The gut is the most beautiful part of the body.
We need more love every step of the way.
I feel like a glacier encumbered by shattered moons.
Mobile advertisements don’t really remind me of anything.
A sink to put a hand in. A shoe to put a foot in.
None of these relationships are present with the glow.
A dim switch on and off but rarely feeling with feeling.
Am I made for thinking about sequences of gutters?
The way the rain looks at you while it’s away.
While you sleep in the haze and the dry.
The entire world is looking crystalline and gruesome.
I wait for tricks and tips. Trips and ticks.
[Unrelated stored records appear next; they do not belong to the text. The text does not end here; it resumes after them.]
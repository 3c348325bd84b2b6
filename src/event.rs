//! Auto-reset events for cross-thread signalling.
//!
//! An [`Event`] is the only primitive in the runtime that is touched from
//! outside the actor thread: I/O workers `signal` it when completions are
//! ready, and `close` it to unregister a source. The signal slot has
//! capacity one, so any number of signals between observations collapse to
//! a single wake-up (auto-reset).

use core::fmt;
use crossbeam_channel::{bounded, Receiver, Sender, TryRecvError};
use std::sync::{Arc, Mutex};

/// A one-slot auto-reset signal with an immutable user datum.
///
/// `signal` and `close` are thread-safe; the datum is set at construction
/// and never mutated. Cloning an event clones the handle, not the slot.
pub struct Event<D> {
    inner: Arc<EventInner<D>>,
}

struct EventInner<D> {
    /// The sending half; dropped on `close`, which every [`EventSet`]
    /// holding the receiver observes as disconnection.
    ///
    /// [`EventSet`]: crate::EventSet
    sender: Mutex<Option<Sender<()>>>,

    /// The receiving half, polled by the owning event set.
    receiver: Receiver<()>,

    /// Immutable context associated with the event, for application use.
    data: D,
}

impl<D> Event<D> {
    /// Creates a new unsignaled event carrying `data`.
    #[must_use]
    pub fn new(data: D) -> Self {
        // Capacity one so that a pending signal is kept in the slot and
        // further signals become non-blocking no-ops.
        let (sender, receiver) = bounded(1);
        Self {
            inner: Arc::new(EventInner {
                sender: Mutex::new(Some(sender)),
                receiver,
                data,
            }),
        }
    }

    /// Pulses the event, waking one waiter.
    ///
    /// Signals collapse: signalling an already-signaled event is a no-op, as
    /// is signalling a closed one.
    pub fn signal(&self) {
        if let Some(sender) = self
            .inner
            .sender
            .lock()
            .expect("event lock poisoned")
            .as_ref()
        {
            let _ = sender.try_send(());
        }
    }

    /// Closes the event.
    ///
    /// Closing is terminal: any event set containing this event discovers
    /// the close during its next selection and drops its membership.
    pub fn close(&self) {
        self.inner
            .sender
            .lock()
            .expect("event lock poisoned")
            .take();
    }

    /// Returns true once the event has been closed.
    #[must_use]
    pub fn is_closed(&self) -> bool {
        self.inner
            .sender
            .lock()
            .expect("event lock poisoned")
            .is_none()
    }

    /// Returns the datum associated with this event.
    #[must_use]
    pub fn data(&self) -> &D {
        &self.inner.data
    }

    pub(crate) fn receiver(&self) -> &Receiver<()> {
        &self.inner.receiver
    }

    /// Attempts to consume a pending signal without blocking.
    pub(crate) fn try_consume(&self) -> Result<(), TryRecvError> {
        self.inner.receiver.try_recv()
    }
}

impl<D> Clone for Event<D> {
    fn clone(&self) -> Self {
        Self {
            inner: Arc::clone(&self.inner),
        }
    }
}

impl<D> fmt::Debug for Event<D> {
    fn fmt(&self, f: &mut fmt::Formatter<'_>) -> fmt::Result {
        f.debug_struct("Event")
            .field("signaled", &!self.inner.receiver.is_empty())
            .field("closed", &self.is_closed())
            .finish()
    }
}

#[cfg(test)]
mod tests {
    use super::*;

    #[test]
    fn signal_then_consume() {
        let event = Event::new(());
        event.signal();
        assert!(event.try_consume().is_ok());
        assert!(matches!(event.try_consume(), Err(TryRecvError::Empty)));
    }

    #[test]
    fn double_signal_collapses_to_one() {
        let event = Event::new(());
        event.signal();
        event.signal();
        assert!(event.try_consume().is_ok());
        assert!(matches!(event.try_consume(), Err(TryRecvError::Empty)));
    }

    #[test]
    fn close_disconnects_the_receiver() {
        let event = Event::new(());
        event.close();
        assert!(event.is_closed());
        assert!(matches!(
            event.try_consume(),
            Err(TryRecvError::Disconnected)
        ));
    }

    #[test]
    fn pending_signal_survives_close() {
        let event = Event::new(());
        event.signal();
        event.close();
        // The buffered pulse is delivered before disconnection is reported.
        assert!(event.try_consume().is_ok());
        assert!(matches!(
            event.try_consume(),
            Err(TryRecvError::Disconnected)
        ));
    }

    #[test]
    fn signal_after_close_is_ignored() {
        let event = Event::new(());
        event.close();
        event.signal();
        assert!(matches!(
            event.try_consume(),
            Err(TryRecvError::Disconnected)
        ));
    }

    #[test]
    fn data_is_available_from_any_clone() {
        let event = Event::new("completion queue");
        let clone = event.clone();
        assert_eq!(*clone.data(), "completion queue");
    }

    #[test]
    fn signal_is_thread_safe() {
        let event = Event::new(());
        let remote = event.clone();
        let worker = std::thread::spawn(move || remote.signal());
        worker.join().expect("worker thread panicked");
        assert!(event.try_consume().is_ok());
    }
}
#![cfg_attr(test, allow(clippy::unwrap_used, clippy::expect_used))]

//! Quote Domain
//!
//! Value types that travel between the stock picker and the quote cache
//! proxy. A [`QuoteRequest`] is the canonical unit of work: a validated
//! [`Symbol`] plus a [`PeriodCode`] bucket understood by the upstream
//! provider.

#![forbid(unsafe_code)]
#![warn(missing_docs)]
#![warn(clippy::pedantic)]

mod period;
mod request;
mod symbol;

pub use period::{ParsePeriodError, PeriodCode};
pub use request::QuoteRequest;
pub use symbol::{Symbol, SymbolError};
I wait for it all.
Here in my brick and here is my castle of boredom.
Here where the carpet is always clean.
And the smiles of everyone are worth memorizing.
Exacting a created act by opening mouth and inserting chocolate.
The caramel reminds me of spools fire careening off a tree.
When I was a child there was a canister and gasoline.
Somehow we did not die that day. Somehow the forest still stands.
Dreams of slaughtered denizens within a library’s bowels.
Punctual perhaps but not at best and it’s not my best face.
Thinking about the rain making strange breathing sounds.
The building being a pillow shoved up from the bed of this Earth.
Carpet burn amidst soles of rubber amidst shoes of suede and it’s blue.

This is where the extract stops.